DATA:
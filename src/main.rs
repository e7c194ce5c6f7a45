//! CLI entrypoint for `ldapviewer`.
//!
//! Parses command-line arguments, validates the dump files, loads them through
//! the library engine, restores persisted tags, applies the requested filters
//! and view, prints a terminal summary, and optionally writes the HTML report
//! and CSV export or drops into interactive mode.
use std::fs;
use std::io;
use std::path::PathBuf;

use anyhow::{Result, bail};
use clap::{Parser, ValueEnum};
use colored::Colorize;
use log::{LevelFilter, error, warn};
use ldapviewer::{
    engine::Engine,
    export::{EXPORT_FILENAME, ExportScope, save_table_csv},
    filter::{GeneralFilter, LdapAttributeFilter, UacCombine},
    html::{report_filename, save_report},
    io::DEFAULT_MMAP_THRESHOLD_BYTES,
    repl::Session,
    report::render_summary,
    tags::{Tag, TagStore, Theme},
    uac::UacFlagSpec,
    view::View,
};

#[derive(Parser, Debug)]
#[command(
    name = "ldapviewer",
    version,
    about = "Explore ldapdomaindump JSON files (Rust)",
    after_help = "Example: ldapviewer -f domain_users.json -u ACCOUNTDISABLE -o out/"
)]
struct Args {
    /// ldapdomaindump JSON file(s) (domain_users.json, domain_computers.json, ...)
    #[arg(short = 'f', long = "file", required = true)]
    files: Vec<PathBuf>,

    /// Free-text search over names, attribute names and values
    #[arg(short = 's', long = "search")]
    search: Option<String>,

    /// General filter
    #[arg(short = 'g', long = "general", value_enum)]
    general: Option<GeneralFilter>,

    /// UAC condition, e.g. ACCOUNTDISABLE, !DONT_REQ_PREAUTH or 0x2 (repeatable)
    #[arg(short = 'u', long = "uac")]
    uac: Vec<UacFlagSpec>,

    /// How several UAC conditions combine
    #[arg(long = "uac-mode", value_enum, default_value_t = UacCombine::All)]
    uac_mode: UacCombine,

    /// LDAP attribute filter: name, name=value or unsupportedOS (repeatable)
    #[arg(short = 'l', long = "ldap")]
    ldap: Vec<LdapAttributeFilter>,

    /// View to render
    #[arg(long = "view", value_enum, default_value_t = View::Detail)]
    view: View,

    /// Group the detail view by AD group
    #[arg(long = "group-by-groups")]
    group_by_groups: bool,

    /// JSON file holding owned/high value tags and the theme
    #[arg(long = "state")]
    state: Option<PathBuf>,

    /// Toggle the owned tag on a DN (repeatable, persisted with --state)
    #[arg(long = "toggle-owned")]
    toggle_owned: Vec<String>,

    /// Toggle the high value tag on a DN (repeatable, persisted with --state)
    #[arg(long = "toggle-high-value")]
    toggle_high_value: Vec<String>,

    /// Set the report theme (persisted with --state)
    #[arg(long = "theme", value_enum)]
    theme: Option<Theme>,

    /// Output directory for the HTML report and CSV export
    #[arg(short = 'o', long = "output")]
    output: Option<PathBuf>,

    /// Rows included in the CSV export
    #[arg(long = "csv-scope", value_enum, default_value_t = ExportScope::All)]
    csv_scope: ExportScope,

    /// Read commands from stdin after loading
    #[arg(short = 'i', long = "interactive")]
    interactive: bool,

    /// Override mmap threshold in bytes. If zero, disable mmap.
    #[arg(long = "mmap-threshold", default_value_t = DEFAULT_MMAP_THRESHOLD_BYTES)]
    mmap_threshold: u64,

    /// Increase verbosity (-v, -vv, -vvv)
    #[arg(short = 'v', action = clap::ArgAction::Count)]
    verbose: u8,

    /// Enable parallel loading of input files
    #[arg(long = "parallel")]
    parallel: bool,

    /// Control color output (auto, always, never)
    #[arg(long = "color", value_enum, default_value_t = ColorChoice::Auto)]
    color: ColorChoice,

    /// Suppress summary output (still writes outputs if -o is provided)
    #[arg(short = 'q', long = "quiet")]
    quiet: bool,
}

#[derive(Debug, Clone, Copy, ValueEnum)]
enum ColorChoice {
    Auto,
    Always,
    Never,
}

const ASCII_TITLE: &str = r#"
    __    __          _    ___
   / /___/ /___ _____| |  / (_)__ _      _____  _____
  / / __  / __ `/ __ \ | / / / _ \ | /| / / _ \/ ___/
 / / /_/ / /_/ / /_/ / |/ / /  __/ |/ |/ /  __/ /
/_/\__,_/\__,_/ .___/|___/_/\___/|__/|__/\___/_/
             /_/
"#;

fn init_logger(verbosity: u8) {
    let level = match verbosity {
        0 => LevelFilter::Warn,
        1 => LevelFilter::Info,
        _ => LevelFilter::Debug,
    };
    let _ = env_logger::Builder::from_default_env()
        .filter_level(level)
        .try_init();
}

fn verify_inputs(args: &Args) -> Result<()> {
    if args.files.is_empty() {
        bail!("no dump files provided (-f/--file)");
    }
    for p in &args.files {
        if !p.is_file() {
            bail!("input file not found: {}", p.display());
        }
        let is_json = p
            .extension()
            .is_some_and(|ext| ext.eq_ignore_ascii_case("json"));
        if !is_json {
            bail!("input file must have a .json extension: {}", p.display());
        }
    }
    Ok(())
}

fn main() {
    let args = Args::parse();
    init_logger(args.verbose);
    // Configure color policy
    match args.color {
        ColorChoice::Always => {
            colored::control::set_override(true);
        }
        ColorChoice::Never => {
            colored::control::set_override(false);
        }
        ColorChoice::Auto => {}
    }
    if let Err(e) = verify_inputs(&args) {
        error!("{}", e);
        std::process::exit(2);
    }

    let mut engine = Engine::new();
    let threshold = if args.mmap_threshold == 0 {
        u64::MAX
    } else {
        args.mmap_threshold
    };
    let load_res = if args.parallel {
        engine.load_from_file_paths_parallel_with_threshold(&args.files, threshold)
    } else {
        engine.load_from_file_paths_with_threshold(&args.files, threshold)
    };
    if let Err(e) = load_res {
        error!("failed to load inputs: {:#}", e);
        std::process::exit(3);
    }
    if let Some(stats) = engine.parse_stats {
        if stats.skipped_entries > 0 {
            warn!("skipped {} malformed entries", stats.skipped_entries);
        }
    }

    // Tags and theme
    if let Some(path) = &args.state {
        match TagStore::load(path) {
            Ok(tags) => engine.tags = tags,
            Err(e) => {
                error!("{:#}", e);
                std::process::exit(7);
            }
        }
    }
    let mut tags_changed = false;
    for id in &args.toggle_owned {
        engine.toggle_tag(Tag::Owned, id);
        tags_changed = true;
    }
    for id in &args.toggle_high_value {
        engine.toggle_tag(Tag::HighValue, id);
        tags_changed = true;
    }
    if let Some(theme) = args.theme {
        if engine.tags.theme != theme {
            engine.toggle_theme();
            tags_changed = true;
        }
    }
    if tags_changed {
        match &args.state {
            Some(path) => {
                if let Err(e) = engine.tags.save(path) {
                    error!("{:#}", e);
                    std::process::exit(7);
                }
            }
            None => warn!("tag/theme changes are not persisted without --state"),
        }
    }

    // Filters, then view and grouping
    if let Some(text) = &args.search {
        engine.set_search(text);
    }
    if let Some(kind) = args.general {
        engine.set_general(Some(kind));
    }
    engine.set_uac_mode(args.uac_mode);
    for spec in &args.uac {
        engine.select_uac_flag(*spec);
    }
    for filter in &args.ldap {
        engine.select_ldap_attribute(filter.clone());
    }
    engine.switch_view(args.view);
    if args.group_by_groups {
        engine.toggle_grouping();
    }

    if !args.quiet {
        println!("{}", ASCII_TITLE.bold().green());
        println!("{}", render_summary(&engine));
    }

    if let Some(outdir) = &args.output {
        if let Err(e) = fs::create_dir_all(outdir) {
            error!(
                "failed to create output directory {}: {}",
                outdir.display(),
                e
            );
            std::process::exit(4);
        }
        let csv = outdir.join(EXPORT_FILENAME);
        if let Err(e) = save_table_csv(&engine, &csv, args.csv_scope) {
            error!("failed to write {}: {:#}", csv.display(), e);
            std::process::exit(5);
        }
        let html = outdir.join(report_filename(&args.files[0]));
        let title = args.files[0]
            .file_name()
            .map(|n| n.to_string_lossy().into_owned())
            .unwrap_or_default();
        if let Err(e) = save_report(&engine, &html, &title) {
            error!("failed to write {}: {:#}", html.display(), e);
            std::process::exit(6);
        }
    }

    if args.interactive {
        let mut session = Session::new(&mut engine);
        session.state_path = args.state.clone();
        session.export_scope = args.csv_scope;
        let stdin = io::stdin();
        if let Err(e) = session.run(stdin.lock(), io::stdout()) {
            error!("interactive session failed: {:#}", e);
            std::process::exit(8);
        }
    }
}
...
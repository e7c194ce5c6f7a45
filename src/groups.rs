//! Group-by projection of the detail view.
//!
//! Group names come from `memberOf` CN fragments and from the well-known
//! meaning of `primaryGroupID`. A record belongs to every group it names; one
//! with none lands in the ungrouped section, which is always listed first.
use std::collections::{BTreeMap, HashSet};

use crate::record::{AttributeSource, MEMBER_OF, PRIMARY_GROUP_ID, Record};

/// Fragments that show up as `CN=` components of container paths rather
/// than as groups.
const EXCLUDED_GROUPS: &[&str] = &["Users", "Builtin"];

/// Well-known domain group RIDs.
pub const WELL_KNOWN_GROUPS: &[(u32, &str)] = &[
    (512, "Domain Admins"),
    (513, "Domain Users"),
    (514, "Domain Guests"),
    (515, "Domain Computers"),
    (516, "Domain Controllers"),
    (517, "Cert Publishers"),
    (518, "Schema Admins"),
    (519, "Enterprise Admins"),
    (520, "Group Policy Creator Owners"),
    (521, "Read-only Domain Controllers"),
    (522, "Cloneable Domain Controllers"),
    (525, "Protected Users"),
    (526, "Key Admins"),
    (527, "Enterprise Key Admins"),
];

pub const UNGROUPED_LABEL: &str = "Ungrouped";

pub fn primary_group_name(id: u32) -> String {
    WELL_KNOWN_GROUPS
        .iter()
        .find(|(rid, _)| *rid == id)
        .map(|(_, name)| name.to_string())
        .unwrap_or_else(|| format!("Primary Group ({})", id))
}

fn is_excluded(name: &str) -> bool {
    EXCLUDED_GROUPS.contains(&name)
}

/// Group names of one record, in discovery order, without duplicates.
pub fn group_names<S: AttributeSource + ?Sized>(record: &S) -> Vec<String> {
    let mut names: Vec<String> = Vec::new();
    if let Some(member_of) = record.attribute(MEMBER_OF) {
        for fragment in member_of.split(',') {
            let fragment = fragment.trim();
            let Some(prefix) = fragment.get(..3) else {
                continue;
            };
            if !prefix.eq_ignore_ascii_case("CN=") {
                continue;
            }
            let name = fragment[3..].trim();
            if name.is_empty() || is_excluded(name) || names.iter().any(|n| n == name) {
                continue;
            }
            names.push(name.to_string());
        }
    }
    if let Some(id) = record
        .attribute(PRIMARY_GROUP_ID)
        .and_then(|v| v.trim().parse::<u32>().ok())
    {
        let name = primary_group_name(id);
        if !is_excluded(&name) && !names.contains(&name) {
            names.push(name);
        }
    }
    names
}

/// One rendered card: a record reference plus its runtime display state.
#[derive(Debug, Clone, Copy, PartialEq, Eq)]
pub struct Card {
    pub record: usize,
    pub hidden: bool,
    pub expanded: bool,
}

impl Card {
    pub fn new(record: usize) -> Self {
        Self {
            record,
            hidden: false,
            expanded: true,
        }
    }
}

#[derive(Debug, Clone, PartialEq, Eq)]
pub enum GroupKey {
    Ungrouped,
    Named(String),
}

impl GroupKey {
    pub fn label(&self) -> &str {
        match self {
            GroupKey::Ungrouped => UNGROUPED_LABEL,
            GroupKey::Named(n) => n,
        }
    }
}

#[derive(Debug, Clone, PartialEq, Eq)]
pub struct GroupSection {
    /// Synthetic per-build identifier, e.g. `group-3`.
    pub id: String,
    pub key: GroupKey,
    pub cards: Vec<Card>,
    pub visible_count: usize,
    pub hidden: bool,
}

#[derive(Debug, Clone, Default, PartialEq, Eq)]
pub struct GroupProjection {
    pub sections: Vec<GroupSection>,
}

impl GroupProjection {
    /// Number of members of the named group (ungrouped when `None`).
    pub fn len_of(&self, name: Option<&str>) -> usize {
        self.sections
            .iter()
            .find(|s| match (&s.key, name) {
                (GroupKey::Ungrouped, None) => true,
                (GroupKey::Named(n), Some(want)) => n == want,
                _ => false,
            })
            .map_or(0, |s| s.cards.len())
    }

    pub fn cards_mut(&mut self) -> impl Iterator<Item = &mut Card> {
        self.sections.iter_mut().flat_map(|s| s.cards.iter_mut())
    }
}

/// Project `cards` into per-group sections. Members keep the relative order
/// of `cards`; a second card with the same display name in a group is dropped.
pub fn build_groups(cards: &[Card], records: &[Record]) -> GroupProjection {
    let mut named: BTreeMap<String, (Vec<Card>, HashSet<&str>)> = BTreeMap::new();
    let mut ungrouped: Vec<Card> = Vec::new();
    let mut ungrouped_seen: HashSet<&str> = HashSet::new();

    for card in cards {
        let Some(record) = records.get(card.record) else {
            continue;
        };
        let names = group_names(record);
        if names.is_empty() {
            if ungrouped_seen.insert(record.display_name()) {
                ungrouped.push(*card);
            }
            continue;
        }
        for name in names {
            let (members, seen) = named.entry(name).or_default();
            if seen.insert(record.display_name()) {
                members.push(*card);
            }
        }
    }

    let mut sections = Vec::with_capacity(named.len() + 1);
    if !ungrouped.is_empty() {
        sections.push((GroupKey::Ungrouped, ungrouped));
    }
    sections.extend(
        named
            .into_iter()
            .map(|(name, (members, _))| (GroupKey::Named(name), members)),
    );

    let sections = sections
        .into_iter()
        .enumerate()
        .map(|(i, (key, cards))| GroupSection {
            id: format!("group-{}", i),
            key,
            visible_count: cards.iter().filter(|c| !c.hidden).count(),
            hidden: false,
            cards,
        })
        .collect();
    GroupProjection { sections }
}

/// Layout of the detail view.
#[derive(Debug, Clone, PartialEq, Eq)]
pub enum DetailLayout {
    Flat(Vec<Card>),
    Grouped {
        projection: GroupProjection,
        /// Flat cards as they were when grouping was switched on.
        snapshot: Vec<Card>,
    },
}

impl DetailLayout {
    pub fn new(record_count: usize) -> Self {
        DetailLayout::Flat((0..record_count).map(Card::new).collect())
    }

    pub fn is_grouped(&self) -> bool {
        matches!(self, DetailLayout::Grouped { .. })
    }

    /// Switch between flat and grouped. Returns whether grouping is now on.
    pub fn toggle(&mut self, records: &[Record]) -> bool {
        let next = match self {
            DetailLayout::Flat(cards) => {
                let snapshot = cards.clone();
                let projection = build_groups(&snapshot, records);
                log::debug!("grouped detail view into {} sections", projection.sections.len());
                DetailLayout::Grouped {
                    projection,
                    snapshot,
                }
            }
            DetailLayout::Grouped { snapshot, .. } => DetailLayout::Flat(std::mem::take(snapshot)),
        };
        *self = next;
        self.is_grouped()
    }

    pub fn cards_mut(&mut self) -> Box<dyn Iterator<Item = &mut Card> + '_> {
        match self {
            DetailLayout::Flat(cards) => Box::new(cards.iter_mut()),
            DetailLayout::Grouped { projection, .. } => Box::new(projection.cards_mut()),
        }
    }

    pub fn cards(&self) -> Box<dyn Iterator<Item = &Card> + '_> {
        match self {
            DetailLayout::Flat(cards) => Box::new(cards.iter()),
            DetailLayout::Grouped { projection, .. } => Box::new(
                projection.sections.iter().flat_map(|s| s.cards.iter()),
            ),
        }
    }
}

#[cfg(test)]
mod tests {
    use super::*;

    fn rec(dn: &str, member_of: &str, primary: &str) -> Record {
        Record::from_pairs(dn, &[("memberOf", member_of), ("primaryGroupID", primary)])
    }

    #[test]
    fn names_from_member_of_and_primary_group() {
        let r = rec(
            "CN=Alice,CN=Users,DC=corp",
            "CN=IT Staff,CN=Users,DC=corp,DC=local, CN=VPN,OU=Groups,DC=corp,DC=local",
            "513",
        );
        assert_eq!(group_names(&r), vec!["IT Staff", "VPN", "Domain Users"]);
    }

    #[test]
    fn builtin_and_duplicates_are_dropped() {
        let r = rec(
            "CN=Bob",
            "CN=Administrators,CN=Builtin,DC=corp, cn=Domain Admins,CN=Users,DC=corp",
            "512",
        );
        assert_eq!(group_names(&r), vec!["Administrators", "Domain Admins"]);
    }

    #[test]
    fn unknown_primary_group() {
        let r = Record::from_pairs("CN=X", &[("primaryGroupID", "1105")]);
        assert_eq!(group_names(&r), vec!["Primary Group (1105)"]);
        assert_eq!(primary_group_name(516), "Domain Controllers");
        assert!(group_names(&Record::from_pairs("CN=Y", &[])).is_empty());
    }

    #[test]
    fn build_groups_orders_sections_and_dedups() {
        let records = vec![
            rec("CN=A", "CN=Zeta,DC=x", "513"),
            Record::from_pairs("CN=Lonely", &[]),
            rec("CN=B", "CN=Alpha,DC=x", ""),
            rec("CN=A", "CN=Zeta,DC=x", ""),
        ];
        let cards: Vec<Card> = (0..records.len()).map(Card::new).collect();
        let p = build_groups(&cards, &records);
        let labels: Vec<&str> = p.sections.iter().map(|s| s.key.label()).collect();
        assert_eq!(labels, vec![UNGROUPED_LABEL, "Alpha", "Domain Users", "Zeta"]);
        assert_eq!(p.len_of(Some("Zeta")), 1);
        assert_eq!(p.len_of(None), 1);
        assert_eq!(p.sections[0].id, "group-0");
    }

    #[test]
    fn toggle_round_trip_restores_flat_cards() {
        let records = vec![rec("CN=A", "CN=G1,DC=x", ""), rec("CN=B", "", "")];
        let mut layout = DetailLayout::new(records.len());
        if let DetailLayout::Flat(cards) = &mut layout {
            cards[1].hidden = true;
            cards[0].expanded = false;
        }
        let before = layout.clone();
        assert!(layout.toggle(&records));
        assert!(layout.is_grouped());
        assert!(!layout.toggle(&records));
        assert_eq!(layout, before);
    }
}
==
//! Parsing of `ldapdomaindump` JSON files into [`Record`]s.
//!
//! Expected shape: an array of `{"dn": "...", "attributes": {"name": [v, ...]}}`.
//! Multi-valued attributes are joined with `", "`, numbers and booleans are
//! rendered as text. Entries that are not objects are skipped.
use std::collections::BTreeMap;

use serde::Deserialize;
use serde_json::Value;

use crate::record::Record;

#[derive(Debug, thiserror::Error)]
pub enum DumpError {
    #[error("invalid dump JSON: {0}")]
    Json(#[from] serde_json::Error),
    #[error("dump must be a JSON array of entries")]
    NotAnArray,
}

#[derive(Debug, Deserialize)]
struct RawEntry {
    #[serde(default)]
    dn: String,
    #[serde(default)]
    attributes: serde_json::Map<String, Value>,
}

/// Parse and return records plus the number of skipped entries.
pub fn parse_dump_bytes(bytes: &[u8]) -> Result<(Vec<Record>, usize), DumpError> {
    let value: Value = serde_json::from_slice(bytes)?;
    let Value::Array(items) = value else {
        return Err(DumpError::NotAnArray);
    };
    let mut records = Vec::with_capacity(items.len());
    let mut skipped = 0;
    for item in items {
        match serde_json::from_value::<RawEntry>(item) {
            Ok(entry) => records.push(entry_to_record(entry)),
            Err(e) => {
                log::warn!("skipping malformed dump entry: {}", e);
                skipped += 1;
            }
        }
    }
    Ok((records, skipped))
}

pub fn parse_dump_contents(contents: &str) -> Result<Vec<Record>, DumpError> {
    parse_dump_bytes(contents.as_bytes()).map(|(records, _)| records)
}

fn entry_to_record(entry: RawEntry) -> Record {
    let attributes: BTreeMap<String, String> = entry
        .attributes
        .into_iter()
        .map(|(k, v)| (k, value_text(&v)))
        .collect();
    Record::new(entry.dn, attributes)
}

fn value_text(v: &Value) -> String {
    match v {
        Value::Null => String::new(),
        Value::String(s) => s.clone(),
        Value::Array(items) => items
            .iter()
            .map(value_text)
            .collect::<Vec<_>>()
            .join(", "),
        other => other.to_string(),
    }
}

TASK BRIEF: Report back each line in the material above that contains the string "stats".

FINAL ANSWER:
    if let Some(stats) = engine.parse_stats {
        if stats.skipped_entries > 0 {
            warn!("skipped {} malformed entries", stats.skipped_entries);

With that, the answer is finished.